◆ ACTIVITY
Retype the records below so that each one matches exactly.

◆ DATASET RECORDS
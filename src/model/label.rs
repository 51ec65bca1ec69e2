use serde::{Deserialize, Serialize};

use crate::model::policy::Violation;

/// Target output for a query: compliant SQL text or a refusal.
#[derive(Debug, Clone, PartialEq, Eq)]
pub enum GoldLabel {
    /// Compliant SQL (original or rewritten).
    Sql(String),
    /// The query cannot be answered under the policy.
    Refuse,
}

impl GoldLabel {
    /// `"SQL"` or `"REFUSE"`.
    pub fn kind(&self) -> &'static str {
        match self {
            GoldLabel::Sql(_) => "SQL",
            GoldLabel::Refuse => "REFUSE",
        }
    }

    /// SQL text when the label is not a refusal.
    pub fn sql(&self) -> Option<&str> {
        match self {
            GoldLabel::Sql(sql) => Some(sql),
            GoldLabel::Refuse => None,
        }
    }

    /// True for [`GoldLabel::Refuse`].
    pub fn is_refuse(&self) -> bool {
        matches!(self, GoldLabel::Refuse)
    }
}

#[derive(Serialize, Deserialize)]
struct GoldLabelRepr {
    #[serde(rename = "type")]
    kind: String,
    sql: Option<String>,
}

impl Serialize for GoldLabel {
    fn serialize<S: serde::Serializer>(&self, serializer: S) -> Result<S::Ok, S::Error> {
        GoldLabelRepr {
            kind: self.kind().to_string(),
            sql: self.sql().map(str::to_string),
        }
        .serialize(serializer)
    }
}

impl<'de> Deserialize<'de> for GoldLabel {
    fn deserialize<D: serde::Deserializer<'de>>(deserializer: D) -> Result<Self, D::Error> {
        let repr = GoldLabelRepr::deserialize(deserializer)?;
        match (repr.kind.as_str(), repr.sql) {
            ("SQL", Some(sql)) => Ok(GoldLabel::Sql(sql)),
            ("REFUSE", _) => Ok(GoldLabel::Refuse),
            (kind, _) => Err(serde::de::Error::custom(format!(
                "Invalid gold label type '{kind}' or missing sql"
            ))),
        }
    }
}

/// A deliberately violating variant of a compliant query.
#[derive(Debug, Clone, PartialEq, Eq, Serialize, Deserialize)]
pub struct NegativeExample {
    /// Mutated SQL text.
    pub sql: String,
    /// Violations the mutation introduces. Never empty.
    pub violations: Vec<Violation>,
}

#[cfg(test)]
mod tests {
    use super::*;

    #[test]
    fn gold_label_serializes_as_type_and_sql() {
        let sql = GoldLabel::Sql("SELECT name FROM singer".to_string());
        assert_eq!(
            serde_json::to_string(&sql).unwrap(),
            r#"{"type":"SQL","sql":"SELECT name FROM singer"}"#
        );
        assert_eq!(
            serde_json::to_string(&GoldLabel::Refuse).unwrap(),
            r#"{"type":"REFUSE","sql":null}"#
        );
    }

    #[test]
    fn gold_label_deserialization_rejects_sql_without_text() {
        let parsed: GoldLabel = serde_json::from_str(r#"{"type":"REFUSE","sql":null}"#).unwrap();
        assert!(parsed.is_refuse());
        assert!(serde_json::from_str::<GoldLabel>(r#"{"type":"SQL","sql":null}"#).is_err());
    }
}
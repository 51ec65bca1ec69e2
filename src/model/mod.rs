/// Per-database table/column registry and Spider schema loading.
pub mod catalog;
/// Gold labels and negative examples.
pub mod label;
/// Policies, roles, aggregate ids, column references, and violations.
pub mod policy;
/// Typed recursive query grammar.
pub mod query;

◆ OUTPUT FOR THIS EXERCISE
filename src/model/label.rs
repository 51ec65bca1ec69e2
use serde::{Deserialize, Serialize};

use crate::model::policy::Violation;

/// Target output for a query: compliant SQL text or a refusal.
#[derive(Debug, Clone, PartialEq, Eq)]
pub enum GoldLabel {
    /// Compliant SQL (original or rewritten).
    Sql(String),
    /// The query cannot be answered under the policy.
    Refuse,
}

impl GoldLabel {
    /// `"SQL"` or `"REFUSE"`.
    pub fn kind(&self) -> &'static str {
        match self {
            GoldLabel::Sql(_) => "SQL",
            GoldLabel::Refuse => "REFUSE",
        }
    }

    /// SQL text when the label is not a refusal.
    pub fn sql(&self) -> Option<&str> {
        match self {
            GoldLabel::Sql(sql) => Some(sql),
            GoldLabel::Refuse => None,
        }
    }

    /// True for [`GoldLabel::Refuse`].
    pub fn is_refuse(&self) -> bool {
        matches!(self, GoldLabel::Refuse)
    }
}

#[derive(Serialize, Deserialize)]
struct GoldLabelRepr {
    #[serde(rename = "type")]
    kind: String,
    sql: Option<String>,
}

impl Serialize for GoldLabel {
    fn serialize<S: serde::Serializer>(&self, serializer: S) -> Result<S::Ok, S::Error> {
        GoldLabelRepr {
            kind: self.kind().to_string(),
            sql: self.sql().map(str::to_string),
        }
        .serialize(serializer)
    }
}

impl<'de> Deserialize<'de> for GoldLabel {
    fn deserialize<D: serde::Deserializer<'de>>(deserializer: D) -> Result<Self, D::Error> {
        let repr = GoldLabelRepr::deserialize(deserializer)?;
        match (repr.kind.as_str(), repr.sql) {
            ("SQL", Some(sql)) => Ok(GoldLabel::Sql(sql)),
            ("REFUSE", _) => Ok(GoldLabel::Refuse),
            (kind, _) => Err(serde::de::Error::custom(format!(
                "Invalid gold label type '{kind}' or missing sql"
            ))),
        }
    }
}

/// A deliberately violating variant of a compliant query.
#[derive(Debug, Clone, PartialEq, Eq, Serialize, Deserialize)]
pub struct NegativeExample {
    /// Mutated SQL text.
    pub sql: String,
    /// Violations the mutation introduces. Never empty.
    pub violations: Vec<Violation>,
}

#[cfg(test)]
mod tests {
    use super::*;

    #[test]
    fn gold_label_serializes_as_type_and_sql() {
        let sql = GoldLabel::Sql("SELECT name FROM singer".to_string());
        assert_eq!(
            serde_json::to_string(&sql).unwrap(),
            r#"{"type":"SQL","sql":"SELECT name FROM singer"}"#
        );
        assert_eq!(
            serde_json::to_string(&GoldLabel::Refuse).unwrap(),
            r#"{"type":"REFUSE","sql":null}"#
        );
    }

    #[test]
    fn gold_label_deserialization_rejects_sql_without_text() {
        let parsed: GoldLabel = serde_json::from_str(r#"{"type":"REFUSE","sql":null}"#).unwrap();
        assert!(parsed.is_refuse());
        assert!(serde_json::from_str::<GoldLabel>(r#"{"type":"SQL","sql":null}"#).is_err());
    }
}
repository 51ec65bca1ec69e2
filename src/model/mod.rs
/// Per-database table/column registry and Spider schema loading.
pub mod catalog;
/// Gold labels and negative examples.
pub mod label;
/// Policies, roles, aggregate ids, column references, and violations.
pub mod policy;
/// Typed recursive query grammar.
pub mod query;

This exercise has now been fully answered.